Sözleşmeli ve mülakatlı öğretmen alımına karşı olduklarını söyleyen Şahindoğan, 2023 Eğitim Vizyonu Belgesinde yer alan eksik hususlara dikkat çekti. Şahindoğan, Belgede ücretli öğretmenliğin yer almasının sakıncalarını anlattı. Şahindoğan, “Bu durum ücretli öğretmenliği meşrulaştırmaktadır. Ücretli öğretmenlik modern köleliktir.” dedi. Vizyon belgesinde sözleşmeli öğretmenliğin kaldırılmayıp, 3+1 şeklinde esnetilmesini de kabul etmediklerini bildiren Şahindoğan, “Türk Eğitim-Sen olarak sözleşmeli, ücretli öğretmen istihdamına karşıyız. 4+2, 3+1’yi kabul etmiyoruz. Tüm öğretmenler kadrolu olarak atanmalıdır. Sendika olarak mülakat sistemi kaldırılmalıdır.” şeklinde konuştu.

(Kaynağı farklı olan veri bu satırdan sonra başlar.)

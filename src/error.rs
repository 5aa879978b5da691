//! Error types for fallible staging operations.
//!
//! The vector core itself never returns errors — its failure modes are
//! compile errors or documented undefined behavior, by contract. The
//! fallible surface is the cold path around it: aligned heap allocation
//! for staging buffers validates its inputs and reports failures here
//! instead of panicking.

use std::fmt;

/// Errors produced by the aligned allocation utilities.
#[derive(Debug, Clone, PartialEq, Eq)]
pub enum LanewiseError {
    /// The requested size/alignment pair does not form a valid layout.
    Layout {
        /// Requested number of entries.
        len: usize,
        /// Requested alignment in bytes.
        align: usize,
        /// What was wrong with the pair.
        reason: String,
    },
    /// The allocator refused the request.
    Allocation {
        /// Requested number of entries.
        len: usize,
        /// Requested alignment in bytes.
        align: usize,
    },
    /// An input failed validation before any allocation was attempted.
    Validation {
        /// What failed.
        reason: String,
    },
}

impl fmt::Display for LanewiseError {
    fn fmt(&self, f: &mut fmt::Formatter<'_>) -> fmt::Result {
        match self {
            LanewiseError::Layout { len, align, reason } => {
                write!(f, "invalid layout for {len} entries at {align}-byte alignment: {reason}")
            }
            LanewiseError::Allocation { len, align } => {
                write!(f, "allocation of {len} entries at {align}-byte alignment failed")
            }
            LanewiseError::Validation { reason } => {
                write!(f, "validation failed: {reason}")
            }
        }
    }
}

impl std::error::Error for LanewiseError {}

/// Result alias for fallible staging operations.
pub type Result<T> = std::result::Result<T, LanewiseError>;

/// Creates a [`LanewiseError::Layout`].
pub fn layout_error(len: usize, align: usize, reason: impl Into<String>) -> LanewiseError {
    LanewiseError::Layout {
        len,
        align,
        reason: reason.into(),
    }
}

/// Creates a [`LanewiseError::Allocation`].
pub fn allocation_error(len: usize, align: usize) -> LanewiseError {
    LanewiseError::Allocation { len, align }
}

/// Creates a [`LanewiseError::Validation`].
pub fn validation_error(reason: impl Into<String>) -> LanewiseError {
    LanewiseError::Validation {
        reason: reason.into(),
    }
}

#[cfg(test)]
mod tests {
    use super::*;

    #[test]
    fn display_carries_the_request() {
        let error = layout_error(100, 31, "alignment must be a power of two");
        let text = format!("{error}");
        assert!(text.contains("100 entries"));
        assert!(text.contains("31-byte"));
        assert!(text.contains("power of two"));
    }

    #[test]
    fn allocation_display() {
        let text = format!("{}", allocation_error(1 << 20, 32));
        assert!(text.contains("failed"));
        assert!(text.contains("32-byte"));
    }

    #[test]
    fn errors_compare_by_value() {
        assert_eq!(allocation_error(8, 32), allocation_error(8, 32));
        assert_ne!(allocation_error(8, 32), allocation_error(16, 32));
        assert_ne!(
            validation_error("a").clone(),
            validation_error("b"),
        );
    }

    #[test]
    fn implements_the_error_trait() {
        let error = validation_error("zero-length request");
        let dynamic: &dyn std::error::Error = &error;
        assert!(dynamic.source().is_none());
    }
}
//! AVX2 4-lane u64 register.
//!
//! Unsigned 64-bit lanes in a `__m256i`; the index register for the
//! 64-bit entry types. AVX2 has neither a 64-bit multiply nor unsigned
//! compares, so the multiply is assembled from 32-bit partial products and
//! the orderings use the sign-bit bias trick on `vpcmpgtq`.

#[cfg(target_arch = "x86")]
use std::arch::x86::*;

#[cfg(target_arch = "x86_64")]
use std::arch::x86_64::*;

use std::mem;

use crate::simd::avx2::masks::M64x4;
use crate::simd::avx2::AVX_ALIGNMENT;
use crate::simd::traits::{MaskRegister, SimdInteger, SimdRegister};

/// AVX2 register containing 4 packed u64 lanes.
#[derive(Copy, Clone)]
#[repr(transparent)]
pub struct U64x4(pub(crate) __m256i);

impl U64x4 {
    /// Flips the sign bit of every lane, mapping unsigned order onto
    /// signed order.
    #[inline(always)]
    fn bias(self) -> __m256i {
        unsafe { _mm256_xor_si256(self.0, _mm256_set1_epi64x(i64::MIN)) }
    }
}

impl SimdRegister<u64> for U64x4 {
    type Mask = M64x4;
    type Index = U64x4;

    const LANES: usize = 4;
    const ALIGN: usize = AVX_ALIGNMENT;

    #[inline(always)]
    fn uninit() -> Self {
        Self(unsafe { _mm256_undefined_si256() })
    }

    #[inline(always)]
    fn zero() -> Self {
        Self(unsafe { _mm256_setzero_si256() })
    }

    #[inline(always)]
    fn one() -> Self {
        Self(unsafe { _mm256_set1_epi64x(1) })
    }

    #[inline(always)]
    fn splat(value: u64) -> Self {
        Self(unsafe { _mm256_set1_epi64x(value as i64) })
    }

    #[inline(always)]
    unsafe fn load_aligned(ptr: *const u64) -> Self {
        debug_assert!(!ptr.is_null(), "pointer must not be null");
        debug_assert!(
            ptr as usize % Self::ALIGN == 0,
            "aligned load from a misaligned pointer"
        );

        Self(_mm256_load_si256(ptr as *const __m256i))
    }

    #[inline(always)]
    unsafe fn load_unaligned(ptr: *const u64) -> Self {
        debug_assert!(!ptr.is_null(), "pointer must not be null");

        Self(_mm256_loadu_si256(ptr as *const __m256i))
    }

    #[inline(always)]
    unsafe fn store_aligned(self, ptr: *mut u64) {
        debug_assert!(!ptr.is_null(), "pointer must not be null");
        debug_assert!(
            ptr as usize % Self::ALIGN == 0,
            "aligned store to a misaligned pointer"
        );

        _mm256_store_si256(ptr as *mut __m256i, self.0)
    }

    #[inline(always)]
    unsafe fn store_unaligned(self, ptr: *mut u64) {
        debug_assert!(!ptr.is_null(), "pointer must not be null");

        _mm256_storeu_si256(ptr as *mut __m256i, self.0)
    }

    /// Wrapping addition (`vpaddq`).
    #[inline(always)]
    fn add_elements(self, rhs: Self) -> Self {
        Self(unsafe { _mm256_add_epi64(self.0, rhs.0) })
    }

    /// Wrapping subtraction (`vpsubq`).
    #[inline(always)]
    fn sub_elements(self, rhs: Self) -> Self {
        Self(unsafe { _mm256_sub_epi64(self.0, rhs.0) })
    }

    /// Wrapping 64-bit multiply from 32-bit partial products:
    /// `lo(a)*lo(b) + ((lo(a)*hi(b) + hi(a)*lo(b)) << 32)`.
    #[inline(always)]
    fn mul_elements(self, rhs: Self) -> Self {
        unsafe {
            let low = _mm256_mul_epu32(self.0, rhs.0);
            let a_hi = _mm256_srli_epi64::<32>(self.0);
            let b_hi = _mm256_srli_epi64::<32>(rhs.0);
            let cross = _mm256_add_epi64(
                _mm256_mul_epu32(a_hi, rhs.0),
                _mm256_mul_epu32(self.0, b_hi),
            );
            Self(_mm256_add_epi64(low, _mm256_slli_epi64::<32>(cross)))
        }
    }

    /// Lane-by-lane scalar division; panics on a zero divisor.
    #[inline(always)]
    fn div_elements(self, rhs: Self) -> Self {
        unsafe {
            let a: [u64; 4] = mem::transmute(self.0);
            let b: [u64; 4] = mem::transmute(rhs.0);
            let mut q = [0u64; 4];
            for lane in 0..4 {
                q[lane] = a[lane] / b[lane];
            }
            Self(mem::transmute::<[u64; 4], __m256i>(q))
        }
    }

    #[inline(always)]
    fn and_elements(self, rhs: Self) -> Self {
        Self(unsafe { _mm256_and_si256(self.0, rhs.0) })
    }

    #[inline(always)]
    fn or_elements(self, rhs: Self) -> Self {
        Self(unsafe { _mm256_or_si256(self.0, rhs.0) })
    }

    #[inline(always)]
    fn xor_elements(self, rhs: Self) -> Self {
        Self(unsafe { _mm256_xor_si256(self.0, rhs.0) })
    }

    #[inline(always)]
    fn eq_elements(self, rhs: Self) -> M64x4 {
        M64x4(unsafe { _mm256_cmpeq_epi64(self.0, rhs.0) })
    }

    #[inline(always)]
    fn ne_elements(self, rhs: Self) -> M64x4 {
        self.eq_elements(rhs).not_elements()
    }

    #[inline(always)]
    fn lt_elements(self, rhs: Self) -> M64x4 {
        M64x4(unsafe { _mm256_cmpgt_epi64(rhs.bias(), self.bias()) })
    }

    #[inline(always)]
    fn le_elements(self, rhs: Self) -> M64x4 {
        self.gt_elements(rhs).not_elements()
    }

    #[inline(always)]
    fn gt_elements(self, rhs: Self) -> M64x4 {
        M64x4(unsafe { _mm256_cmpgt_epi64(self.bias(), rhs.bias()) })
    }

    #[inline(always)]
    fn ge_elements(self, rhs: Self) -> M64x4 {
        self.lt_elements(rhs).not_elements()
    }

    /// `vpblendvb` works byte-wise; comparison masks cover whole lanes, so
    /// the 64-bit lanes blend as units.
    #[inline(always)]
    fn blend_elements(self, other: Self, mask: M64x4) -> Self {
        Self(unsafe { _mm256_blendv_epi8(self.0, other.0, mask.0) })
    }

    /// Hardware gather (`vpgatherqq`) with an 8-byte element scale.
    /// Offsets are consumed as signed 64-bit values, so indexes above
    /// `i64::MAX` are out of contract.
    #[inline(always)]
    unsafe fn gather(base: *const u64, idx: U64x4) -> Self {
        Self(_mm256_i64gather_epi64::<8>(base as *const i64, idx.0))
    }

    #[inline(always)]
    unsafe fn gather_masked(self, base: *const u64, idx: U64x4, mask: M64x4) -> Self {
        Self(_mm256_mask_i64gather_epi64::<8>(
            self.0,
            base as *const i64,
            idx.0,
            mask.0,
        ))
    }

    #[inline(always)]
    unsafe fn scatter(self, base: *mut u64, idx: U64x4) {
        let lanes: [u64; 4] = mem::transmute(self.0);
        let offsets: [u64; 4] = mem::transmute(idx.0);

        for (lane, offset) in offsets.into_iter().enumerate() {
            *base.add(offset as usize) = lanes[lane];
        }
    }

    #[inline(always)]
    unsafe fn scatter_masked(self, base: *mut u64, idx: U64x4, mask: M64x4) {
        let lanes: [u64; 4] = mem::transmute(self.0);
        let offsets: [u64; 4] = mem::transmute(idx.0);
        let bits = mask.to_bits();

        for (lane, offset) in offsets.into_iter().enumerate() {
            if bits >> lane & 1 != 0 {
                *base.add(offset as usize) = lanes[lane];
            }
        }
    }
}

impl SimdInteger<u64> for U64x4 {
    #[inline(always)]
    fn indexes_from_zero() -> Self {
        Self(unsafe { _mm256_setr_epi64x(0, 1, 2, 3) })
    }
}

#[cfg(test)]
mod tests {
    use super::*;

    fn lanes(v: U64x4) -> [u64; 4] {
        unsafe { mem::transmute(v.0) }
    }

    fn reg(values: [u64; 4]) -> U64x4 {
        unsafe { U64x4::load_unaligned(values.as_ptr()) }
    }

    #[test]
    fn multiply_matches_scalar_wrapping() {
        let a = reg([3, u64::MAX, 0x1_0000_0001, 1 << 40]);
        let b = reg([5, 2, 7, 1 << 30]);

        let got = lanes(a.mul_elements(b));
        let want = [
            3u64.wrapping_mul(5),
            u64::MAX.wrapping_mul(2),
            0x1_0000_0001u64.wrapping_mul(7),
            (1u64 << 40).wrapping_mul(1 << 30),
        ];
        assert_eq!(got, want);
    }

    #[test]
    fn unsigned_ordering_above_the_sign_bit() {
        let a = reg([u64::MAX, 1, 1 << 63, 4]);
        let b = reg([0, 2, 3, 4]);

        assert_eq!(a.gt_elements(b).to_bits(), 0b0101);
        assert_eq!(a.lt_elements(b).to_bits(), 0b0010);
        assert_eq!(a.le_elements(b).to_bits(), 0b1010);
    }

    #[test]
    fn gather_scatter_round_trip() {
        let mut table = vec![0u64; 16];
        let idx = reg([15, 0, 7, 3]);
        let v = reg([100, 200, 300, 400]);

        unsafe { v.scatter(table.as_mut_ptr(), idx) };
        let back = unsafe { U64x4::gather(table.as_ptr(), idx) };
        assert_eq!(lanes(back), lanes(v));
    }

    #[test]
    fn ramp_and_one() {
        assert_eq!(lanes(U64x4::indexes_from_zero()), [0, 1, 2, 3]);
        assert_eq!(lanes(U64x4::one()), [1; 4]);
    }
}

Öğretmenlik Meslek Kanunu’nun çıkarılması, ancak 657 sayılı Devlet Memurluğu Kanunu’ndan kaynaklanan kazanımlara dokunulmaması gerektiğini ifade eden Şahindoğan, “Öğretmenlik mesleğinin saygınlığını artıracak bir meslek kanunu çıkarılmalıdır. 657 Sayılı DMK’dan kaynaklanan haklarımız baki kalmalıdır. Aksi takdirde haklarımızı kırpacak bir düzenlemeye şiddetle karşıyız” dedi.
Üniversite çalışanlarının sorunlarına da değinen Şahindoğan: “Türk Eğitim-Sen olarak üniversite çalışanlarını çok önemsiyoruz. Ülkenin gelişmesinin, kalkınmasının lokomotifi üniversitelerimizdir. Üniversitelerimizin demokratik ve katılımcı bir yönetim anlayışına kavuşturulması gerekir. Bundan önce de rektör seçimi çok demokratik olmasa bile, en azından bir seçim yapılıyordu. Rektörler yeniden seçimle atanmalıdır ve bu seçimler sadece akademik değil, idari personelde oy kullanmalıdır.” dedi.

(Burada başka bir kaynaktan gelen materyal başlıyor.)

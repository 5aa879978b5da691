use std::cmp::Ordering;
use std::env;
use std::process::Command;

// CPU features we want to detect
#[derive(PartialEq, Eq, Debug)]
struct CpuFeature {
    name: &'static str,
    rustc_flag: &'static str,
    cfg_flag: &'static str,
    detected: bool,
}

impl CpuFeature {
    // Define priority order between CPU Features (Lowest number == Highest Priority)
    fn priority(&self) -> usize {
        match self.name {
            "avx2" => 0,
            "sse4_1" => 1,
            _ => usize::MAX, // lowest priority by default
        }
    }

    // Groups all supported CPU features that select a register backend in this crate
    fn features() -> Vec<CpuFeature> {
        vec![
            CpuFeature {
                name: "sse4_1",
                rustc_flag: "+sse4.1",
                cfg_flag: "sse",
                detected: false,
            },
            CpuFeature {
                name: "avx2",
                rustc_flag: "+avx2,+avx",
                cfg_flag: "avx2",
                detected: false,
            },
            CpuFeature {
                name: "neon",
                rustc_flag: "+neon",
                cfg_flag: "neon",
                detected: false,
            },
        ]
    }
}

impl Ord for CpuFeature {
    fn cmp(&self, other: &Self) -> Ordering {
        self.priority().cmp(&other.priority())
    }
}

impl PartialOrd for CpuFeature {
    fn partial_cmp(&self, other: &Self) -> Option<Ordering> {
        Some(self.cmp(other))
    }
}

// Feature detection trait to make implementations more modular
trait CpuFeatureDetector {
    fn detect_features(&self, features: &mut [CpuFeature]);
    fn is_applicable(&self) -> bool;
}

// Linux CPU feature detector
struct LinuxDetector;
impl CpuFeatureDetector for LinuxDetector {
    fn detect_features(&self, features: &mut [CpuFeature]) {
        if let Ok(cpuinfo) = std::fs::read_to_string("/proc/cpuinfo") {
            let contents = cpuinfo.to_lowercase();
            for feature in features.iter_mut() {
                feature.detected = contents.contains(feature.name);
            }
        }
    }

    fn is_applicable(&self) -> bool {
        cfg!(target_os = "linux")
    }
}

// macOS CPU feature detector
struct MacOSDetector;
impl CpuFeatureDetector for MacOSDetector {
    fn detect_features(&self, features: &mut [CpuFeature]) {
        let output = Command::new("sysctl").args(["-a"]).output();

        if let Ok(output) = output {
            let contents = String::from_utf8_lossy(&output.stdout).to_lowercase();

            for feature in features.iter_mut() {
                match feature.name {
                    "avx2" => feature.detected = contents.contains("hw.optional.avx2_0: 1"),
                    "sse4_1" => feature.detected = contents.contains("hw.optional.sse4_1: 1"),
                    "neon" => feature.detected = contents.contains("hw.optional.neon: 1"),
                    _ => {}
                }
            }
        }
    }

    fn is_applicable(&self) -> bool {
        cfg!(target_os = "macos")
    }
}

// Factory that creates the appropriate detector for the current OS
struct PlatformDetector;
impl PlatformDetector {
    fn cpu_features_detectors() -> Vec<Box<dyn CpuFeatureDetector>> {
        vec![Box::new(LinuxDetector), Box::new(MacOSDetector)]
    }

    fn detect_cpu_features(features: &mut [CpuFeature]) {
        // Get detectors for all supported platforms
        let detectors = Self::cpu_features_detectors();

        // Find the applicable detector and use it
        for detector in detectors {
            if detector.is_applicable() {
                detector.detect_features(features);
                break;
            }
        }
    }

    fn apply(features: &mut [CpuFeature]) {
        // Sort features by priority (highest first)
        features.sort();

        // Find and use the highest detected feature (if any)
        // if no feature is detected, the portable register backend is used
        let cfg_flag = features
            .iter()
            .find(|cpu_feature| cpu_feature.detected)
            .map(|cpu_feature| {
                println!("cargo:rustc-flag=-C");
                println!("cargo:rustc-flag=target-feature={}", cpu_feature.rustc_flag);
                cpu_feature.cfg_flag
            })
            .unwrap_or("fallback");

        println!("cargo:rustc-cfg={cfg_flag}");

        println!("cargo::rustc-check-cfg=cfg(avx2)");
        println!("cargo::rustc-check-cfg=cfg(sse)");
        println!("cargo::rustc-check-cfg=cfg(neon)");
        println!("cargo::rustc-check-cfg=cfg(fallback)");
    }
}

fn main() {
    // Define the CPU features we're interested in
    let mut features = CpuFeature::features();

    // Determine if we're cross-compiling
    let host = env::var("HOST").unwrap_or_default();
    let target = env::var("TARGET").unwrap_or_default();

    let is_native_build = host == target;

    // Only run CPU detection for native builds; cross builds get the
    // portable registers
    if is_native_build {
        PlatformDetector::detect_cpu_features(&mut features);
    }

    // Pass RUSTFLAGS for enabling target features
    PlatformDetector::apply(&mut features);
}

Şahindoğan, kamu çalışanlarına yönelik vergi dilimine de dikkat çekerek “Uygulanan vergi dilimi zulmü politikaları yüzünden çalışanlar nisan ayından itibaren %20’lik dilime girerek daha çok gelir vergisi ödüyorlar, daha az maaş alıyorlar.” dedi.
Şahindoğan, çalışanlardan kesilen verginin %15 olarak sabitlenmesi, bu yapılamıyorsa 2019 için 18.000TL olarak tespit edilen miktarın 3 katına yükseltilmesinin gerektiğini belirtti.